Стабилизаторы мембран тучных клеток представляют собой препараты, препятствующие открытию кальциевых каналов и входу кальция в тучные клетки. Они угнетают кальций-зависимую дегрануляцию клеток и выход из них гистамина (в ТК депонировано 90% этого медиатора), фактора, активирующего тромбоциты, лейкотриенов, лимфокинов и других биологически активных веществ, индуцирующих аллергические и воспалительные реакции. Стабилизация мембран тучных клеток обусловлена блокадой фосфодиэстеразы и накоплением в них цАМФ. Важным аспектом противоаллергического влияния стабилизаторов мембран тучных клеток является повышение чувствительности адренорецепторов к катехоламинам. Кроме этого, препараты обладают способностью блокировать хлорные каналы и предупреждать, таким образом, деполяризацию парасимпа-тических окончаний в бронхах. Они препятствуют клеточной инфильтрации слизистой оболочки бронхов и тормозят развитие замедленной реакции гиперчувствительности. Некоторые из ЛС этой группы (кетотифен и др.) обладают способностью блокировать Н1-рецепторы (антигистаминное действие). Стабилизаторы мембран тучных клеток устраняют отек слизистой оболочки бронхов и предупреждают (но не купируют) повышение тонуса гладких мышц. Основным показанием к их назначению является предупреждение бронхообструкции. Стабилизаторы мембран ТК хорошо сочетаются с другими средствами для профилактики бронхообструктивного синдрома. В ряде случаев их использование позволяет уменьшить дозу или прекратить прием кортикостероидов и бронходилататоров.

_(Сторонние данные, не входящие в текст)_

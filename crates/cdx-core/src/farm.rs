use std::sync::Arc;

use chrono::Utc;
use tokio::time::sleep;
use tokio_util::sync::CancellationToken;
use tracing::{info, warn};

use crate::{
    config::{BackoffPolicy, FarmConfig},
    domain::{ClaimOutcome, Credential, FarmWindow},
    ports::GameApi,
    Result,
};

/// How long the loop should pause after a tick.
#[derive(Clone, Copy, Debug, PartialEq, Eq)]
pub enum Pause {
    /// Re-derive state immediately (something just changed server-side).
    None,
    /// Short error/refusal backoff.
    Short,
    /// Regular poll interval while waiting or idling.
    Poll,
}

/// The farm lifecycle state machine: start → wait → claim → restart.
///
/// Every tick re-derives the state from a fresh profile snapshot; nothing is
/// trusted across iterations. `farm_reward == 0` means no farm is running.
pub struct FarmCycle {
    name: String,
    api: Arc<dyn GameApi>,
    farm: FarmConfig,
    backoff: BackoffPolicy,
}

impl FarmCycle {
    pub fn new(
        name: String,
        api: Arc<dyn GameApi>,
        farm: FarmConfig,
        backoff: BackoffPolicy,
    ) -> Self {
        Self {
            name,
            api,
            farm,
            backoff,
        }
    }

    /// Drive the cycle until cancelled or a fatal error unwinds the run.
    pub async fn run(&self, cred: &Credential, cancel: &CancellationToken) -> Result<()> {
        while !cancel.is_cancelled() {
            let pause = match self.tick(cred).await {
                Ok(pause) => pause,
                Err(e) if e.is_fatal() => return Err(e),
                Err(e) => {
                    warn!(account = %self.name, error = %e, "farm iteration failed");
                    Pause::Short
                }
            };

            let delay = match pause {
                Pause::None => continue,
                Pause::Short => self.backoff.error_pause,
                Pause::Poll => self.farm.poll_interval,
            };

            tokio::select! {
                _ = cancel.cancelled() => break,
                _ = sleep(delay) => {}
            }
        }

        Ok(())
    }

    /// One iteration of the state machine. Performs no sleeping itself; the
    /// returned `Pause` tells the loop how long to wait.
    pub async fn tick(&self, cred: &Credential) -> Result<Pause> {
        let profile = self.api.profile(cred).await?;

        if !self.farm.enabled {
            return Ok(Pause::Poll);
        }

        if profile.farm_reward == 0 {
            return if self.start_farm(cred).await? {
                Ok(Pause::None)
            } else {
                Ok(Pause::Short)
            };
        }

        let Some(started_at) = profile.farm_started_at else {
            warn!(account = %self.name, "farm is running but profile carries no start timestamp");
            return Ok(Pause::Poll);
        };

        let window = FarmWindow::after_start(started_at);
        let now = Utc::now();

        if !window.is_mature(now) {
            info!(
                account = %self.name,
                balance = profile.balance,
                hours_left = window.hours_remaining(now),
                "farm not mature yet"
            );
            return Ok(Pause::Poll);
        }

        match self.api.claim_farm(cred).await? {
            ClaimOutcome::Claimed => {
                info!(
                    account = %self.name,
                    reward = profile.farm_reward,
                    balance = profile.balance,
                    "claimed farm reward"
                );
                self.start_farm(cred).await?;
                Ok(Pause::None)
            }
            ClaimOutcome::Refused(reason) => {
                info!(account = %self.name, %reason, "farm claim refused");
                Ok(Pause::Short)
            }
            ClaimOutcome::Unexpected => {
                warn!(account = %self.name, "unexpected farm claim response");
                Ok(Pause::Short)
            }
        }
    }

    /// Start a new farm and report the early reward from a fresh snapshot.
    async fn start_farm(&self, cred: &Credential) -> Result<bool> {
        if !self.api.start_farm(cred).await? {
            warn!(account = %self.name, "farm start was not accepted");
            return Ok(false);
        }
        let fresh = self.api.profile(cred).await?;
        info!(
            account = %self.name,
            early_reward = fresh.farm_reward,
            "started farm"
        );
        Ok(true)
    }
}

#[cfg(test)]
mod tests {
    use std::sync::Mutex;

    use async_trait::async_trait;
    use chrono::Duration;

    use super::*;
    use crate::{domain::ProfileSnapshot, errors::Error, Result};

    /// Mock API with a scripted profile and claim answer, recording the
    /// order of operations.
    struct ScriptedApi {
        profile: Mutex<ProfileSnapshot>,
        claim: ClaimOutcome,
        start_accepted: bool,
        calls: Mutex<Vec<&'static str>>,
    }

    impl ScriptedApi {
        fn new(profile: ProfileSnapshot, claim: ClaimOutcome) -> Self {
            Self {
                profile: Mutex::new(profile),
                claim,
                start_accepted: true,
                calls: Mutex::new(Vec::new()),
            }
        }

        fn calls(&self) -> Vec<&'static str> {
            self.calls.lock().unwrap().clone()
        }
    }

    #[async_trait]
    impl GameApi for ScriptedApi {
        async fn profile(&self, _cred: &Credential) -> Result<ProfileSnapshot> {
            self.calls.lock().unwrap().push("profile");
            Ok(self.profile.lock().unwrap().clone())
        }

        async fn start_farm(&self, _cred: &Credential) -> Result<bool> {
            self.calls.lock().unwrap().push("startFarm");
            // Once started, the server reports a fresh running farm.
            if self.start_accepted {
                let mut profile = self.profile.lock().unwrap();
                profile.farm_reward = 1;
                profile.farm_started_at = Some(Utc::now());
            }
            Ok(self.start_accepted)
        }

        async fn claim_farm(&self, _cred: &Credential) -> Result<ClaimOutcome> {
            self.calls.lock().unwrap().push("claimFarm");
            Ok(self.claim.clone())
        }

        async fn start_task(&self, _cred: &Credential, _task_id: &str) -> Result<bool> {
            unreachable!()
        }

        async fn check_task(&self, _cred: &Credential, _task_id: &str) -> Result<bool> {
            unreachable!()
        }

        async fn claim_task(&self, _cred: &Credential, _task_id: &str) -> Result<bool> {
            unreachable!()
        }

        async fn probe_ip(&self) -> Result<String> {
            unreachable!()
        }
    }

    fn profile(farm_reward: i64, started_hours_ago: Option<i64>) -> ProfileSnapshot {
        ProfileSnapshot {
            available_taps: 100,
            farm_reward,
            balance: 1000,
            farm_started_at: started_hours_ago.map(|h| Utc::now() - Duration::hours(h)),
        }
    }

    fn cred() -> Credential {
        Credential {
            account_id: 42,
            auth_data: "auth".into(),
        }
    }

    fn cycle(api: Arc<ScriptedApi>, enabled: bool) -> FarmCycle {
        FarmCycle::new(
            "test".into(),
            api,
            FarmConfig {
                enabled,
                ..Default::default()
            },
            Default::default(),
        )
    }

    #[tokio::test]
    async fn idle_profile_starts_farm_once_and_never_claims() {
        let api = Arc::new(ScriptedApi::new(profile(0, None), ClaimOutcome::Claimed));
        let pause = cycle(api.clone(), true).tick(&cred()).await.unwrap();

        assert_eq!(api.calls(), vec!["profile", "startFarm", "profile"]);
        assert_eq!(pause, Pause::None);
    }

    #[tokio::test]
    async fn refused_start_takes_the_short_backoff() {
        let mut api = ScriptedApi::new(profile(0, None), ClaimOutcome::Claimed);
        api.start_accepted = false;
        let api = Arc::new(api);
        let pause = cycle(api.clone(), true).tick(&cred()).await.unwrap();

        assert_eq!(api.calls(), vec!["profile", "startFarm"]);
        assert_eq!(pause, Pause::Short);
    }

    #[tokio::test]
    async fn running_farm_waits_without_claiming() {
        let api = Arc::new(ScriptedApi::new(profile(12, Some(1)), ClaimOutcome::Claimed));
        let pause = cycle(api.clone(), true).tick(&cred()).await.unwrap();

        assert_eq!(api.calls(), vec!["profile"]);
        assert_eq!(pause, Pause::Poll);
    }

    #[tokio::test]
    async fn matured_farm_is_claimed_then_restarted() {
        let api = Arc::new(ScriptedApi::new(profile(12, Some(5)), ClaimOutcome::Claimed));
        let pause = cycle(api.clone(), true).tick(&cred()).await.unwrap();

        assert_eq!(
            api.calls(),
            vec!["profile", "claimFarm", "startFarm", "profile"]
        );
        assert_eq!(pause, Pause::None);
    }

    #[tokio::test]
    async fn refused_claim_backs_off_without_restarting() {
        let api = Arc::new(ScriptedApi::new(
            profile(12, Some(5)),
            ClaimOutcome::Refused("too early".into()),
        ));
        let pause = cycle(api.clone(), true).tick(&cred()).await.unwrap();

        assert_eq!(api.calls(), vec!["profile", "claimFarm"]);
        assert_eq!(pause, Pause::Short);
    }

    #[tokio::test]
    async fn disabled_farming_only_polls_the_profile() {
        let api = Arc::new(ScriptedApi::new(profile(0, None), ClaimOutcome::Claimed));
        let pause = cycle(api.clone(), false).tick(&cred()).await.unwrap();

        assert_eq!(api.calls(), vec!["profile"]);
        assert_eq!(pause, Pause::Poll);
    }

    #[tokio::test]
    async fn soft_profile_error_propagates_to_the_loop() {
        struct FailingApi;

        #[async_trait]
        impl GameApi for FailingApi {
            async fn profile(&self, _cred: &Credential) -> Result<ProfileSnapshot> {
                Err(Error::Http("timeout".into()))
            }
            async fn start_farm(&self, _cred: &Credential) -> Result<bool> {
                unreachable!()
            }
            async fn claim_farm(&self, _cred: &Credential) -> Result<ClaimOutcome> {
                unreachable!()
            }
            async fn start_task(&self, _cred: &Credential, _t: &str) -> Result<bool> {
                unreachable!()
            }
            async fn check_task(&self, _cred: &Credential, _t: &str) -> Result<bool> {
                unreachable!()
            }
            async fn claim_task(&self, _cred: &Credential, _t: &str) -> Result<bool> {
                unreachable!()
            }
            async fn probe_ip(&self) -> Result<String> {
                unreachable!()
            }
        }

        let cycle = FarmCycle::new(
            "test".into(),
            Arc::new(FailingApi),
            Default::default(),
            Default::default(),
        );
        let err = cycle.tick(&cred()).await.unwrap_err();
        assert!(!err.is_fatal());
    }
}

В заключение представленной информации считаем необходимым привести практически важные данные из обзорной статьи Wilcoc A. с соавт. [56] о вторичной дисфункции тучных клеток помимо их участия в IgE опосредованных аллергических реакциях. Как указывают цитируемые авторы, вторичная дисфункция ТК часто является плохо распознаваемым признаком при многих хронических воспалительных заболеваний. Появляется все больше данных исследователей о том, что гипоксические состояния у новорожденных детей и в раннем детстве могут вызывать дегрануляцию ТК и последующую патологию глаз (ретинопатию), головного мозга (гипоксически-ишемическую энцефалопатию), легких (бронхолегочную дисплазию), нарушения кровообращения с синдромом внезапной детской смерти. Кроме этого, дисфункция ТК с усилением процессов неоваскуляризации и ремоделирования сосудов может способствовать атеросклеротическим изменениям сосудов, развитию аневризм, а также возникновению рака и опухолевым метастазам [56]. Следует полностью согласиться с мнением Н.В.Микрюковой с соавт., которые считают, что современные данные о функции тучных клеток, первичной и вторичной дисфункции их, включая синдром активации тучных клеток (САТК), требуют нового аналитического подхода –«нового мировоззрения» [57].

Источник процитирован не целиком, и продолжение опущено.